Кровавый снег декабря (Шалашов) - страница 209

От Коленьки по-прежнему никаких вестей. Может быть, он решил расторгнуть помолвку? Но тогда почему сам мне обо всём не сказал? Я спросила об этом у маменьки, но та ответила, чтобы я не забивала себе голову глупостями. Хороша же глупость!


17 декабря 1825 года

Сегодня папенька весь день не выходил из кабинета. Я уж было думала, что у него, как это бывало раньше, после встречи с сослуживцами болит голова, но слуги не носили ему капустный рассол. К вечеру пришёл очень пьяный и испуганный камердинер. Сказал, что в Петербурге на улицах лежит много мёртвых людей, а в кабаках водку раздают бесплатно. Более нам он ничего не сказал и прошёл к папеньке. Было слышно, как папенька кричит на него. А потом слуга собрал вещи и ушёл. Я вспомнила, что он не наш крепостной, а нанятый папенькой для пущего форсу!
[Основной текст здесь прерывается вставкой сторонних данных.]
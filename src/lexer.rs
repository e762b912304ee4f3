use crate::{
    diagnostic::{Diagnostic, Reporter},
    token::{Position, Token, TokenKind},
};

pub const SUGGESTED_TOKENS_CAPACITY: usize = 1_024;

/// Lexes the provided string, producing the tokens into the provided buffer.
///
/// Never fails: characters no pattern accepts are reported and skipped. The
/// buffer always ends with a [`TokenKind::EndOfFile`] token.
pub fn lex(src: &str, tokens: &mut Vec<Token>, reporter: &mut impl Reporter) {
    Lexer::new(src, tokens, reporter).lex();
}

/// A convenience function that allocates a new buffer per lexed input and
/// returns it.
pub fn tokenize(src: &str, reporter: &mut impl Reporter) -> Vec<Token> {
    let mut tokens = Vec::with_capacity(SUGGESTED_TOKENS_CAPACITY);
    lex(src, &mut tokens, reporter);
    tokens
}

#[derive(Copy, Clone, Debug)]
enum Pattern {
    /// `[ \t\r]+`
    Whitespace,
    /// `\n`
    Newline,
    /// `//` up to (excluding) the line break.
    Comment,
    /// An exact word. Rejected when an identifier character follows.
    Word(&'static str),
    /// `[0-9]+\.[0-9]+`
    Float,
    /// `[0-9]+`
    Integer,
    /// `"[^"\n]*"`
    String,
    /// An exact punctuation sequence.
    Symbol(&'static str),
    /// `[a-zA-Z_][a-zA-Z0-9_]*`
    Identifier,
}

/// Every kind the lexer may produce, in priority order. At each position the
/// first entry whose pattern matches wins, so the more specific patterns must
/// come first (`<=` before `<`, keywords before identifiers).
static PATTERNS: &[(TokenKind, Pattern)] = {
    use Pattern::*;
    use TokenKind as K;
    &[
        (K::Whitespace, Whitespace),
        (K::Newline, Newline),
        (K::Comment, Comment),
        // Keywords
        (K::If, Word("if")),
        (K::Else, Word("else")),
        (K::With, Word("with")),
        (K::And, Word("and")),
        (K::Or, Word("or")),
        (K::Var, Word("var")),
        (K::Ret, Word("ret")),
        // Types
        (K::FloatType, Word("float")),
        (K::StringType, Word("string")),
        (K::IntType, Word("int")),
        (K::BoolType, Word("bool")),
        (K::VoidType, Word("void")),
        (K::NoneType, Word("none")),
        (K::ListType, Word("list")),
        (K::FnType, Word("fn")),
        // Literals
        (K::Boolean, Word("true")),
        (K::Boolean, Word("false")),
        (K::Float, Float),
        (K::Integer, Integer),
        (K::String, String),
        // Symbols
        (K::LBrace, Symbol("{")),
        (K::RBrace, Symbol("}")),
        (K::LParen, Symbol("(")),
        (K::RParen, Symbol(")")),
        (K::LBracket, Symbol("[")),
        (K::RBracket, Symbol("]")),
        (K::Semicolon, Symbol(";")),
        (K::Comma, Symbol(",")),
        (K::EqualEqual, Symbol("==")),
        (K::BangEqual, Symbol("!=")),
        (K::LessEqual, Symbol("<=")),
        (K::GreaterEqual, Symbol(">=")),
        (K::Less, Symbol("<")),
        (K::Greater, Symbol(">")),
        (K::Equal, Symbol("=")),
        (K::Plus, Symbol("+")),
        (K::Minus, Symbol("-")),
        (K::Star, Symbol("*")),
        (K::Slash, Symbol("/")),
        (K::Percent, Symbol("%")),
        (K::Bang, Symbol("!")),
        (K::Caret, Symbol("^")),
        (K::Identifier, Identifier),
    ]
};

impl Pattern {
    /// Returns the byte length of the match anchored at the start of `rest`.
    fn match_len(self, rest: &str) -> Option<usize> {
        let bytes = rest.as_bytes();
        match self {
            Pattern::Whitespace => {
                non_empty(count_while(bytes, 0, |b| matches!(b, b' ' | b'\t' | b'\r')))
            }
            Pattern::Newline => rest.starts_with('\n').then_some(1),
            Pattern::Comment => rest
                .starts_with("//")
                .then(|| rest.find('\n').unwrap_or(rest.len())),
            Pattern::Word(text) | Pattern::Symbol(text) => {
                rest.starts_with(text).then_some(text.len())
            }
            Pattern::Float => {
                let whole = count_while(bytes, 0, |b| b.is_ascii_digit());
                if whole == 0 || bytes.get(whole) != Some(&b'.') {
                    return None;
                }
                let fraction = count_while(bytes, whole + 1, |b| b.is_ascii_digit());
                (fraction > 0).then_some(whole + 1 + fraction)
            }
            Pattern::Integer => non_empty(count_while(bytes, 0, |b| b.is_ascii_digit())),
            Pattern::String => {
                if bytes.first() != Some(&b'"') {
                    return None;
                }
                let end = 1 + count_while(bytes, 1, |b| b != b'"' && b != b'\n');
                (bytes.get(end) == Some(&b'"')).then_some(end + 1)
            }
            Pattern::Identifier => {
                let first = *bytes.first()?;
                if !(first.is_ascii_alphabetic() || first == b'_') {
                    return None;
                }
                Some(1 + count_while(bytes, 1, is_identifier_byte))
            }
        }
    }
}

fn is_identifier_byte(b: u8) -> bool {
    b.is_ascii_alphanumeric() || b == b'_'
}

/// Counts how many bytes, starting at `start`, hold the predicate.
fn count_while(bytes: &[u8], start: usize, predicate: impl Fn(u8) -> bool) -> usize {
    bytes
        .get(start..)
        .map_or(0, |tail| tail.iter().take_while(|&&b| predicate(b)).count())
}

fn non_empty(len: usize) -> Option<usize> {
    (len > 0).then_some(len)
}

/// The language lexer.
struct Lexer<'src, 'tok, R> {
    src: &'src str,
    cursor: usize,
    pos: Position,
    tokens: &'tok mut Vec<Token>,
    reporter: &'tok mut R,
}

impl<R: Reporter> Lexer<'_, '_, R> {
    /// Scans the source string until the input is exhausted.
    ///
    /// Tokens are written into the provided tokens buffer.
    fn lex(mut self) {
        assert_eq!(self.tokens.len(), 0, "must pass clean tokens buffer");
        while self.cursor < self.src.len() {
            let rest = &self.src[self.cursor..];
            match Self::scan(rest) {
                Some((kind, len)) => self.accept(kind, len),
                None => self.skip_unexpected(rest),
            }
        }
        self.tokens
            .push(Token::new(TokenKind::EndOfFile, "", self.pos));
        log::debug!("lexed {} tokens", self.tokens.len());
    }

    /// Tries every pattern in priority order at the start of `rest`.
    fn scan(rest: &str) -> Option<(TokenKind, usize)> {
        PATTERNS.iter().find_map(|&(kind, pattern)| {
            let len = pattern.match_len(rest)?;
            // `ifx` is an identifier, not `if` followed by `x`.
            let glued = rest.as_bytes().get(len).is_some_and(|&b| is_identifier_byte(b));
            if kind.is_word() && glued {
                return None;
            }
            Some((kind, len))
        })
    }

    fn accept(&mut self, kind: TokenKind, len: usize) {
        let lexeme = &self.src[self.cursor..self.cursor + len];
        if !kind.is_trivia() {
            log::trace!("{kind} {lexeme:?} at {}", self.pos);
            self.tokens.push(Token::new(kind, lexeme, self.pos));
        }
        self.cursor += len;
        if kind == TokenKind::Newline {
            self.pos.line += 1;
            self.pos.column = 1;
        } else {
            self.advance_column(lexeme.chars().count());
        }
    }

    fn skip_unexpected(&mut self, rest: &str) {
        let Some(c) = rest.chars().next() else {
            return;
        };
        log::warn!("skipping unexpected character {c:?} at {}", self.pos);
        let message = format!("unexpected character {c:?}");
        self.reporter.report(&Diagnostic::new(message, self.pos));
        self.cursor += c.len_utf8();
        self.advance_column(1);
    }

    fn advance_column(&mut self, by: usize) {
        let by = u32::try_from(by).unwrap_or(u32::MAX);
        self.pos.column = self.pos.column.saturating_add(by);
    }
}

impl<R> Lexer<'_, '_, R> {
    /// Constructs a new lexer with the default state.
    fn new<'src, 'tok>(
        src: &'src str,
        tokens: &'tok mut Vec<Token>,
        reporter: &'tok mut R,
    ) -> Lexer<'src, 'tok, R> {
        Lexer {
            src,
            cursor: 0,
            pos: Position::new(1, 1),
            tokens,
            reporter,
        }
    }
}

#[cfg(test)]
mod tests {
    use super::*;
    use pretty_assertions::assert_eq;

    fn lexed(src: &str) -> (Vec<Token>, Vec<Diagnostic>) {
        let mut diagnostics = Vec::new();
        let tokens = tokenize(src, &mut diagnostics);
        (tokens, diagnostics)
    }

    #[test]
    fn test_declaration() {
        use TokenKind::*;
        let (tokens, diagnostics) = lexed("var int x = 1");
        assert!(diagnostics.is_empty());
        assert_eq!(
            tokens,
            cases![
                (Var, "var", 1, 1),
                (IntType, "int", 1, 5),
                (Identifier, "x", 1, 9),
                (Equal, "=", 1, 11),
                (Integer, "1", 1, 13),
                (EndOfFile, "", 1, 14),
            ]
        );
    }

    #[test]
    fn test_keyword_prefixed_identifiers() {
        use TokenKind::*;
        let (tokens, _) = lexed("ifable varx returned intx fnord truely with_ captured");
        assert_eq!(
            tokens,
            cases![
                (Identifier, "ifable", 1, 1),
                (Identifier, "varx", 1, 8),
                (Identifier, "returned", 1, 13),
                (Identifier, "intx", 1, 22),
                (Identifier, "fnord", 1, 27),
                (Identifier, "truely", 1, 33),
                (Identifier, "with_", 1, 40),
                (Identifier, "captured", 1, 46),
                (EndOfFile, "", 1, 54),
            ]
        );
    }

    #[test]
    fn test_keywords_and_types() {
        use TokenKind::*;
        let (tokens, _) = lexed("if else with and or ret int float string bool void none list fn");
        let kinds: Vec<_> = tokens.iter().map(|t| t.kind).collect();
        assert_eq!(
            kinds,
            [
                If, Else, With, And, Or, Ret, IntType, FloatType, StringType, BoolType,
                VoidType, NoneType, ListType, FnType, EndOfFile,
            ]
        );
    }

    #[test]
    fn test_symbols_prefer_longer_forms() {
        use TokenKind::*;
        let (tokens, _) = lexed("<= < == = != ! >= >(<<=)");
        let kinds: Vec<_> = tokens.iter().map(|t| t.kind).collect();
        assert_eq!(
            kinds,
            [
                LessEqual, Less, EqualEqual, Equal, BangEqual, Bang, GreaterEqual, Greater,
                LParen, Less, LessEqual, RParen, EndOfFile,
            ]
        );
    }

    #[test]
    fn test_numbers() {
        use TokenKind::*;
        let (tokens, diagnostics) = lexed("1.5 2 3.");
        assert_eq!(
            tokens,
            cases![
                (Float, "1.5", 1, 1),
                (Integer, "2", 1, 5),
                (Integer, "3", 1, 7),
                (EndOfFile, "", 1, 9),
            ]
        );
        assert_eq!(
            diagnostics,
            [Diagnostic::new("unexpected character '.'", Position::new(1, 8))]
        );
    }

    #[test]
    fn test_lines_and_comments() {
        use TokenKind::*;
        let (tokens, _) = lexed("a\n  b // c\nc");
        assert_eq!(
            tokens,
            cases![
                (Identifier, "a", 1, 1),
                (Newline, "\n", 1, 2),
                (Identifier, "b", 2, 3),
                (Newline, "\n", 2, 9),
                (Identifier, "c", 3, 1),
                (EndOfFile, "", 3, 2),
            ]
        );
    }

    #[test]
    fn test_strings() {
        use TokenKind::*;
        let (tokens, diagnostics) = lexed(r#""hi there" "open"#);
        assert_eq!(
            tokens,
            cases![
                (String, "\"hi there\"", 1, 1),
                (Identifier, "open", 1, 13),
                (EndOfFile, "", 1, 17),
            ]
        );
        assert_eq!(
            diagnostics,
            [Diagnostic::new("unexpected character '\"'", Position::new(1, 12))]
        );
    }

    #[test]
    fn test_unexpected_character_is_skipped() {
        use TokenKind::*;
        let (tokens, diagnostics) = lexed("a $ b");
        assert_eq!(
            tokens,
            cases![
                (Identifier, "a", 1, 1),
                (Identifier, "b", 1, 5),
                (EndOfFile, "", 1, 6),
            ]
        );
        assert_eq!(diagnostics.len(), 1);
        assert_eq!(diagnostics[0].line(), 1);
        assert_eq!(diagnostics[0].column(), 3);
    }

    #[test]
    fn test_capture_and_list_type() {
        use TokenKind::*;
        let (tokens, _) = lexed("int[] ^x");
        let kinds: Vec<_> = tokens.iter().map(|t| t.kind).collect();
        assert_eq!(
            kinds,
            [IntType, LBracket, RBracket, Caret, Identifier, EndOfFile]
        );
    }

    #[test]
    fn test_empty_input() {
        let (tokens, diagnostics) = lexed("");
        assert!(diagnostics.is_empty());
        assert_eq!(
            tokens,
            cases![(TokenKind::EndOfFile, "", 1, 1)]
        );
    }

    macro_rules! cases {
        ($(($kind:expr, $lexeme:expr, $line:expr, $column:expr)),* $(,)?) => {
            vec![$(Token::new($kind, $lexeme, Position::new($line, $column))),*]
        };
    }
    use cases;
}
use crate::{
    ast::{
        BinaryExpression, BinaryOperator, Expr, Function, Ident, Node, Parameter, Program, Stmt,
        UnaryExpression, UnaryOperator, VariableAccess, VariableAssignment,
        VariableCaptureAccess, VariableDeclaration,
    },
    token::Spanned,
    types::{DataType, Scope},
};

type Result<T, E = Spanned<Error>> = std::result::Result<T, E>;

/// Result type of every valid `<left> <op> <right>` combination.
static OPERATIONS: phf::Map<&'static str, DataType> = phf::phf_map! {
    "int + int" => DataType::Integer,
    "int + float" => DataType::Float,
    "float + int" => DataType::Float,
    "float + float" => DataType::Float,
    "string + string" => DataType::String,
    "int - int" => DataType::Integer,
    "int - float" => DataType::Float,
    "float - int" => DataType::Float,
    "float - float" => DataType::Float,
    "int * int" => DataType::Integer,
    "int * float" => DataType::Float,
    "float * int" => DataType::Float,
    "float * float" => DataType::Float,
    "int / int" => DataType::Integer,
    "int / float" => DataType::Float,
    "float / int" => DataType::Float,
    "float / float" => DataType::Float,
    "int % int" => DataType::Integer,
    "int % float" => DataType::Float,
    "float % int" => DataType::Float,
    "float % float" => DataType::Float,
    "int == int" => DataType::Bool,
    "int == float" => DataType::Bool,
    "float == int" => DataType::Bool,
    "float == float" => DataType::Bool,
    "string == string" => DataType::Bool,
    "bool == bool" => DataType::Bool,
    "int != int" => DataType::Bool,
    "int != float" => DataType::Bool,
    "float != int" => DataType::Bool,
    "float != float" => DataType::Bool,
    "string != string" => DataType::Bool,
    "bool != bool" => DataType::Bool,
    "int < int" => DataType::Bool,
    "int < float" => DataType::Bool,
    "float < int" => DataType::Bool,
    "float < float" => DataType::Bool,
    "int > int" => DataType::Bool,
    "int > float" => DataType::Bool,
    "float > int" => DataType::Bool,
    "float > float" => DataType::Bool,
    "int <= int" => DataType::Bool,
    "int <= float" => DataType::Bool,
    "float <= int" => DataType::Bool,
    "float <= float" => DataType::Bool,
    "int >= int" => DataType::Bool,
    "int >= float" => DataType::Bool,
    "float >= int" => DataType::Bool,
    "float >= float" => DataType::Bool,
    "bool and bool" => DataType::Bool,
    "bool or bool" => DataType::Bool,
};

/// Validates programs against a global scope seeded with the built-ins.
///
/// The global scope lives as long as the checker, so declarations made by one
/// [`Checker::check`] call are visible to the next.
pub struct Checker {
    global: Scope<'static>,
}

impl Default for Checker {
    fn default() -> Self {
        Checker::new()
    }
}

impl Checker {
    pub fn new() -> Checker {
        Checker {
            global: Scope::global(),
        }
    }

    pub fn global(&self) -> &Scope<'static> {
        &self.global
    }

    /// Checks `body` in `scope`, or in the global scope when `None`.
    /// `expected` is the return type of the enclosing function, if any.
    ///
    /// Returns whether `body` contains a return statement, either directly or
    /// inside an `if` branch. Stops at the first error.
    pub fn check(
        &mut self,
        body: &mut [Node],
        scope: Option<&mut Scope<'_>>,
        expected: Option<&DataType>,
    ) -> Result<bool> {
        match scope {
            Some(scope) => check_body(body, scope, expected),
            None => check_body(body, &mut self.global, expected),
        }
    }

    pub fn check_program(&mut self, program: &mut Program) -> Result<()> {
        self.check(&mut program.body, None, None)?;
        log::debug!(
            "checked {} top-level nodes, {} globals declared",
            program.body.len(),
            self.global.names().count()
        );
        Ok(())
    }

    /// Lists the names `body` uses without declaring, as seen from the
    /// global scope.
    pub fn free_variables(&self, body: &[Node]) -> Vec<(Ident, Option<DataType>)> {
        free_variables(body, &self.global)
    }
}

fn check_body(
    body: &mut [Node],
    scope: &mut Scope<'_>,
    expected: Option<&DataType>,
) -> Result<bool> {
    let mut found_return = false;
    for node in body {
        match node {
            Node::Stmt(Stmt::VariableDeclaration(decl)) => check_declaration(decl, scope)?,
            Node::Stmt(Stmt::Return(stmt)) => {
                found_return = true;
                let Some(expected) = expected else {
                    return Err(stmt.pos.wrap(Error::ReturnOutsideFunction));
                };
                let found = match stmt.value {
                    Some(ref mut value) => infer_type(value, scope)?,
                    None => DataType::Void,
                };
                if !found.similar(expected) {
                    let error = Error::ReturnMismatch {
                        found,
                        expected: expected.clone(),
                    };
                    return Err(stmt.pos.wrap(error));
                }
            }
            // Both branches share the enclosing scope.
            Node::Stmt(Stmt::If(stmt)) => {
                resolve_captures(&mut stmt.condition, scope)?;
                let then_returns = check_body(&mut stmt.then_body, scope, expected)?;
                let else_returns = check_body(&mut stmt.else_body, scope, expected)?;
                found_return |= then_returns || else_returns;
            }
            Node::Expr(Expr::Assignment(assignment)) => check_assignment(assignment, scope)?,
            Node::Expr(expr) => resolve_captures(expr, scope)?,
        }
    }
    Ok(found_return)
}

fn check_declaration(decl: &mut VariableDeclaration, scope: &mut Scope<'_>) -> Result<()> {
    if let Err(existing) = scope.declare(&decl.name, decl.ty.clone()) {
        let error = Error::Redeclaration {
            name: decl.name.clone(),
            existing,
        };
        return Err(decl.pos.wrap(error));
    }
    log::trace!("declared {}: {}", decl.name, decl.ty);

    match decl.initializer {
        Expr::Function(ref mut function) => {
            if let Some(ref signature) = decl.signature {
                check_signature(signature, function)?;
            }
            check_function(function, &decl.ty, scope)
        }
        Expr::Access(ref mut access) => check_reference(access, &decl.ty, scope),
        _ => Err(decl.pos.wrap(Error::InvalidInitializer(decl.name.clone()))),
    }
}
Горничная Акулина сказала, что камердинер прихватил столовое серебро, что стояло на шкапчике. В суматохе наш дворецкий этого не заметил. Ещё она сказала, что на площади перед Зимним дворцом убили нового царя, а брат Его Императорского Величества — Великий Князь Михаил бежал. Теперь власть будет у правительства, во главе которого стоит князь Трубецкой. Я встречалась с князем Сергеем Петровичем на балу у графини Епанчиной. Он тогда мило пошутил, что юные девушки на первом балу очень похожи на свежие цветы, которые только что принесли из оранжереи. Я смутилась, а князь сказал, что, дескать, мне очень идёт румянец. Его жена, очень милая особа, княгиня Екатерина Ивановна, сказала, что настоящий бал — он всегда первый! А ещё княгиня сказала, посмотрев на Николеньку: «Mais il n'est pas mal, vraiment!» Как будто я сама не знаю, что мы — прекрасная пара... Я даже немножко приревновала, а потом подумала, какая глупость! Ведь княгиня Екатерина Ивановна уже немолода. Ей уже целых двадцать пять лет! Мне до этого возраста ещё целая вечность — восемь лет!

Папенька говорил, что князь Трубецкой очень переживает, что в Генеральном штабе, где он служит, почти невозможно стать генералом. А в армейскую или гвардейскую часть офицеров Генерального штаба не переводят. Но не всё ли равно? Мне бы, конечно, хотелось, чтобы Николенька стал генералом, но разве я буду меньше его любить, если он останется штабс-капитаном?


18 декабря 1825 года

Папенька вышел к нам очень нетрезвым и заявил, что он более не хочет считать себя «московцем». Когда я спросила — почему, то он ответил, что «московцы» опять предали своего царя! Господи, что же случилось? Как хорошо, что Николенька не служит в лейб-гренадерском Московском полку. Надеюсь, что лейб-егеря ни в чём таком не замешаны. Я предложила папеньке послать письмо к Карлу Ивановичу Бис грому, бывшему Коленькиному командиру, чтобы он нам сообщил — что же такое случилось? Всё-таки генерал — не совсем чужой нам человек, так как должен был стать посаженным отцом на свадьбе! Папенька при упоминании имени Бистрома сказал, что это предатель! Сказал ещё, что лейб-егеря первыми перешли на сторону изменников и что их место — на виселице! Что он больше не желает даже слышать в своём доме фамилию Клеопин!